Brigadier-General Ernest Douglas Money  (11 March 1866–4 December 1952) was a British Indian Army officer.

The son of Major-General Robert Money, he was born in Harbledown, Kent, and educated at Sherborne School. He was commissioned into the Militia and then transferred to the Lincolnshire Regiment in 1888. He soon went out to India and served as aide-de-camp to the Governor of the United Provinces from 1889 to 1890. He was promoted Lieutenant and transferred to the Indian Army in 1892, being posted to the 1st Prince of Wales's Own Gurkha Rifles. He took part in the Isazai Expedition of 1892, the Waziristan Expedition of 1894–1895, and the Tirah Campaign of 1897–1898 and was promoted Captain in 1899 and Major in 1906.

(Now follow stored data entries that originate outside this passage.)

//! Lexer (tokenizer) for JSON-like text
//!
//! Produces one [`Token`] per call to [`Lexer::next_token`], on demand. The
//! cursor walks `char`s rather than bytes, so a multi-byte character is a
//! single unit everywhere, including in reported locations.
//!
//! Lexemes are kept raw: a number is its digit text and a string is the
//! text between its quotes with any backslash pairs left in place.

use std::fmt;

use log::{debug, trace};

use super::ast::SourceLocation;
use super::constants::*;
use super::error::LexError;

/// Token classes recognised by the lexer
#[derive(Debug, Clone, Copy, PartialEq, Eq, Hash)]
pub enum TokenKind {
    LeftBracket,  // [
    RightBracket, // ]
    LeftBrace,    // {
    RightBrace,   // }
    Colon,        // :
    Comma,        // ,
    String,
    Number,
    Boolean,
    Null,
    Eof,
}

impl fmt::Display for TokenKind {
    fn fmt(&self, f: &mut fmt::Formatter<'_>) -> fmt::Result {
        let name = match self {
            TokenKind::LeftBracket => "[",
            TokenKind::RightBracket => "]",
            TokenKind::LeftBrace => "{",
            TokenKind::RightBrace => "}",
            TokenKind::Colon => ":",
            TokenKind::Comma => ",",
            TokenKind::String => "string",
            TokenKind::Number => "number",
            TokenKind::Boolean => "bool",
            TokenKind::Null => "null",
            TokenKind::Eof => EOF_SENTINEL,
        };
        f.write_str(name)
    }
}

/// A classified lexeme.
///
/// Structural tokens carry their single character as `text`; the
/// end-of-input token carries an empty `text`.
#[derive(Debug, Clone, PartialEq, Eq)]
pub struct Token {
    pub kind: TokenKind,
    pub text: String,
    pub location: SourceLocation,
}

impl Token {
    pub fn new(kind: TokenKind, text: impl Into<String>, location: SourceLocation) -> Self {
        Self {
            kind,
            text: text.into(),
            location,
        }
    }

    fn eof(location: SourceLocation) -> Self {
        Self::new(TokenKind::Eof, String::new(), location)
    }

    pub fn is_eof(&self) -> bool {
        self.kind == TokenKind::Eof
    }
}

impl fmt::Display for Token {
    fn fmt(&self, f: &mut fmt::Formatter<'_>) -> fmt::Result {
        match self.kind {
            TokenKind::String => write!(f, "string \"{}\"", self.text),
            TokenKind::Number => write!(f, "number {}", self.text),
            TokenKind::Boolean => write!(f, "bool {}", self.text),
            kind => write!(f, "{}", kind),
        }
    }
}

/// Pull-based lexer over a character sequence
#[derive(Debug)]
pub struct Lexer {
    input: Vec<char>,
    position: usize,
    line: usize,
    column: usize,
    /// Set once an error is produced; every later call repeats it
    failed: Option<LexError>,
    /// Set once the iterator has yielded EOF or an error
    exhausted: bool,
}

impl Lexer {
    /// Create a new lexer for the given text.
    pub fn new(input: &str) -> Self {
        Self {
            input: input.chars().collect(),
            position: 0,
            line: 1,
            column: 1,
            failed: None,
            exhausted: false,
        }
    }

    /// Scan the next token.
    ///
    /// At end of input this returns the EOF token, and keeps returning it
    /// on every later call. After an error the lexer is dead: the same
    /// error is returned again.
    pub fn next_token(&mut self) -> Result<Token, LexError> {
        if let Some(err) = &self.failed {
            return Err(err.clone());
        }

        match self.scan_token() {
            Ok(token) => {
                trace!(
                    "token {} {:?} at {}:{}",
                    token.kind,
                    token.text,
                    token.location.line,
                    token.location.column
                );
                Ok(token)
            }
            Err(err) => {
                let loc = self.current_location();
                debug!("lexical error at {}:{}: {}", loc.line, loc.column, err);
                self.failed = Some(err.clone());
                Err(err)
            }
        }
    }

    fn scan_token(&mut self) -> Result<Token, LexError> {
        self.skip_whitespace();

        let loc = self.current_location();
        let ch = match self.advance() {
            Some(ch) => ch,
            None => return Ok(Token::eof(loc)),
        };

        match ch {
            '0'..='9' => self.number_literal(ch, loc),
            't' => self.keyword(TRUE_LITERAL, TokenKind::Boolean, loc),
            'f' => self.keyword(FALSE_LITERAL, TokenKind::Boolean, loc),
            'n' => self.keyword(NULL_LITERAL, TokenKind::Null, loc),
            '"' => self.string_literal(loc),
            '[' => Ok(Token::new(TokenKind::LeftBracket, "[", loc)),
            ']' => Ok(Token::new(TokenKind::RightBracket, "]", loc)),
            '{' => Ok(Token::new(TokenKind::LeftBrace, "{", loc)),
            '}' => Ok(Token::new(TokenKind::RightBrace, "}", loc)),
            ':' => Ok(Token::new(TokenKind::Colon, ":", loc)),
            ',' => Ok(Token::new(TokenKind::Comma, ",", loc)),
            _ => Err(LexError::new(EXPECTED_LEADING, ch.to_string())),
        }
    }

    /// Digits, optionally followed by one `.` and at least one more digit
    fn number_literal(
        &mut self,
        first_digit: char,
        loc: SourceLocation,
    ) -> Result<Token, LexError> {
        let mut text = String::new();
        text.push(first_digit);
        self.take_digits(&mut text);

        if self.peek() == Some('.') {
            self.advance();
            text.push('.');

            match self.peek() {
                Some(ch) if ch.is_ascii_digit() => self.take_digits(&mut text),
                Some(ch) => return Err(LexError::new(EXPECTED_FRACTION_DIGIT, ch.to_string())),
                None => return Err(LexError::new(EXPECTED_FRACTION_DIGIT, EOF_SENTINEL)),
            }

            if self.peek() == Some('.') {
                return Err(LexError::new(EXPECTED_NUMBER_END, "."));
            }
        }

        Ok(Token::new(TokenKind::Number, text, loc))
    }

    fn take_digits(&mut self, text: &mut String) {
        while let Some(ch) = self.peek() {
            if !ch.is_ascii_digit() {
                break;
            }
            text.push(ch);
            self.advance();
        }
    }

    /// Match the rest of `literal`; its first character is already consumed
    fn keyword(
        &mut self,
        literal: &'static str,
        kind: TokenKind,
        loc: SourceLocation,
    ) -> Result<Token, LexError> {
        for expected in literal.chars().skip(1) {
            match self.advance() {
                Some(ch) if ch == expected => {}
                Some(ch) => return Err(LexError::new(expected.to_string(), ch.to_string())),
                None => return Err(LexError::new(expected.to_string(), EOF_SENTINEL)),
            }
        }

        Ok(Token::new(kind, literal, loc))
    }

    /// Everything up to the closing quote; `\x` pairs are copied verbatim
    fn string_literal(&mut self, loc: SourceLocation) -> Result<Token, LexError> {
        let mut text = String::new();

        loop {
            match self.advance() {
                Some('"') => return Ok(Token::new(TokenKind::String, text, loc)),
                Some('\\') => {
                    text.push('\\');
                    let escaped = self
                        .advance()
                        .ok_or_else(|| LexError::new(EXPECTED_STRING_CHAR, EOF_SENTINEL))?;
                    text.push(escaped);
                }
                Some(ch) => text.push(ch),
                None => return Err(LexError::new(EXPECTED_STRING_CHAR, EOF_SENTINEL)),
            }
        }
    }

    fn skip_whitespace(&mut self) {
        while let Some(ch) = self.peek() {
            if !WHITESPACE.contains(&ch) {
                break;
            }
            self.advance();
        }
    }

    /// Peek at current character without consuming
    fn peek(&self) -> Option<char> {
        self.input.get(self.position).copied()
    }

    /// Advance to next character
    fn advance(&mut self) -> Option<char> {
        let ch = self.peek()?;
        self.position += 1;

        if ch == '\n' {
            self.line += 1;
            self.column = 1;
        } else {
            self.column += 1;
        }

        Some(ch)
    }

    fn current_location(&self) -> SourceLocation {
        SourceLocation::new(self.line, self.column)
    }
}

/// Yields tokens up to and including EOF, or up to the first error.
impl Iterator for Lexer {
    type Item = Result<Token, LexError>;

    fn next(&mut self) -> Option<Self::Item> {
        if self.exhausted {
            return None;
        }

        let result = self.next_token();
        if matches!(&result, Ok(token) if token.is_eof()) || result.is_err() {
            self.exhausted = true;
        }
        Some(result)
    }
}

impl std::iter::FusedIterator for Lexer {}

/// Tokenize the entire input. The last token is always EOF.
pub fn tokenize(input: &str) -> Result<Vec<Token>, LexError> {
    Lexer::new(input).collect()
}

#[cfg(test)]
mod tests {
    use super::*;

    fn kinds(input: &str) -> Vec<TokenKind> {
        tokenize(input)
            .unwrap()
            .into_iter()
            .map(|t| t.kind)
            .collect()
    }

    fn single(input: &str) -> Token {
        let mut lexer = Lexer::new(input);
        let token = lexer.next_token().unwrap();
        assert!(lexer.next_token().unwrap().is_eof());
        token
    }

    fn lex_error(input: &str) -> LexError {
        let mut lexer = Lexer::new(input);
        loop {
            match lexer.next_token() {
                Ok(token) if token.is_eof() => panic!("Expected lexical error for {:?}", input),
                Ok(_) => continue,
                Err(err) => return err,
            }
        }
    }

    #[test]
    fn test_all_punctuation() {
        assert_eq!(
            kinds("[]{}:,"),
            vec![
                TokenKind::LeftBracket,
                TokenKind::RightBracket,
                TokenKind::LeftBrace,
                TokenKind::RightBrace,
                TokenKind::Colon,
                TokenKind::Comma,
                TokenKind::Eof,
            ]
        );

        let tokens = tokenize(",").unwrap();
        assert_eq!(tokens[0].text, ",");
        assert_eq!(tokens[1].text, "");
    }

    #[test]
    fn test_integer() {
        let token = single("0123456789");
        assert_eq!(token.kind, TokenKind::Number);
        assert_eq!(token.text, "0123456789");
    }

    #[test]
    fn test_decimal() {
        let token = single("1.1");
        assert_eq!(token.kind, TokenKind::Number);
        assert_eq!(token.text, "1.1");
    }

    #[test]
    fn test_invalid_numbers() {
        assert_eq!(lex_error("1."), LexError::new("number or .", "EOF"));
        assert_eq!(lex_error("1..1"), LexError::new("number or .", "."));
        assert_eq!(lex_error("1.2.3"), LexError::new("number", "."));
        assert_eq!(lex_error(".1"), LexError::new(EXPECTED_LEADING, "."));
        assert_eq!(lex_error("-1"), LexError::new(EXPECTED_LEADING, "-"));
    }

    #[test]
    fn test_keywords() {
        let token = single("true");
        assert_eq!((token.kind, token.text.as_str()), (TokenKind::Boolean, "true"));
        let token = single("false");
        assert_eq!((token.kind, token.text.as_str()), (TokenKind::Boolean, "false"));
        let token = single("null");
        assert_eq!((token.kind, token.text.as_str()), (TokenKind::Null, "null"));
    }

    #[test]
    fn test_keyword_mismatch_reports_character() {
        assert_eq!(lex_error("trux"), LexError::new("e", "x"));
        assert_eq!(lex_error("fals"), LexError::new("e", "EOF"));
        assert_eq!(lex_error("nil"), LexError::new("u", "i"));
    }

    #[test]
    fn test_string_keeps_escapes() {
        let token = single(r#""abcde\"fgh""#);
        assert_eq!(token.kind, TokenKind::String);
        assert_eq!(token.text, r#"abcde\"fgh"#);

        let token = single(r#""a\\b\q""#);
        assert_eq!(token.text, r#"a\\b\q"#);
    }

    #[test]
    fn test_string_multibyte() {
        let token = single("\"あいうえお\"");
        assert_eq!(token.text, "あいうえお");
    }

    #[test]
    fn test_unterminated_string() {
        assert_eq!(lex_error("\"abc"), LexError::new("other than EOF", "EOF"));
        assert_eq!(lex_error("\"abc\\"), LexError::new("other than EOF", "EOF"));
    }

    #[test]
    fn test_invalid_leading_character() {
        assert_eq!(lex_error("abc"), LexError::new(EXPECTED_LEADING, "a"));
        assert_eq!(lex_error("\r"), LexError::new(EXPECTED_LEADING, "\r"));
    }

    #[test]
    fn test_whitespace_and_locations() {
        let tokens = tokenize(" [\n\t\"ü\" ,1 ]\n").unwrap();
        let locs: Vec<(usize, usize)> = tokens
            .iter()
            .map(|t| (t.location.line, t.location.column))
            .collect();
        assert_eq!(locs, vec![(1, 2), (2, 2), (2, 6), (2, 7), (2, 9), (3, 1)]);
    }

    #[test]
    fn test_eof_is_idempotent() {
        let mut lexer = Lexer::new("  ");
        for _ in 0..3 {
            assert!(lexer.next_token().unwrap().is_eof());
        }
    }

    #[test]
    fn test_error_is_terminal() {
        let mut lexer = Lexer::new("x []");
        let first = lexer.next_token().unwrap_err();
        assert_eq!(lexer.next_token().unwrap_err(), first);
    }

    #[test]
    fn test_iterator_stops_after_eof_or_error() {
        let mut lexer = Lexer::new("null");
        assert!(matches!(lexer.next(), Some(Ok(ref t)) if t.kind == TokenKind::Null));
        assert!(matches!(lexer.next(), Some(Ok(ref t)) if t.is_eof()));
        assert!(lexer.next().is_none());

        let mut lexer = Lexer::new("[?");
        assert!(matches!(lexer.next(), Some(Ok(_))));
        assert!(matches!(lexer.next(), Some(Err(_))));
        assert!(lexer.next().is_none());
    }
}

In 1911 he was second-in-command of the 2nd Battalion, 1st Gurkha Rifles and served as Assistant Military Secretary to King George V while he was attending the Delhi Durbar. For this he was appointed Companion of the Order of the Indian Empire (CIE).

Money remained in India with the 2nd Battalion, 1st Gurkhas during the First World War, taking over command as a Lieutenant-Colonel in 1915. He led the battalion in the operations against the Swatis and Boners in 1915, the Mohmand Expedition in 1916–1917, and in Waziristan in 1917. During the latter campaign he temporarily commanded the 45th (Jullundur) Brigade and was awarded the Distinguished Service Order (DSO). In 1918 he was appointed Inspector of Indian Depots of the 4th (Quetta) Division as a Brigadier-General. In 1919 he commanded the Indian contingent at the Peace Parade in London, for which he was appointed Commander of the Royal Victorian Order (CVO) in the 1920 New Year Honours. He briefly took command of the 64th Indian Infantry Brigade in 1919 and the 66th Indian Infantry Brigade in 1919–1920 before retiring in 1920.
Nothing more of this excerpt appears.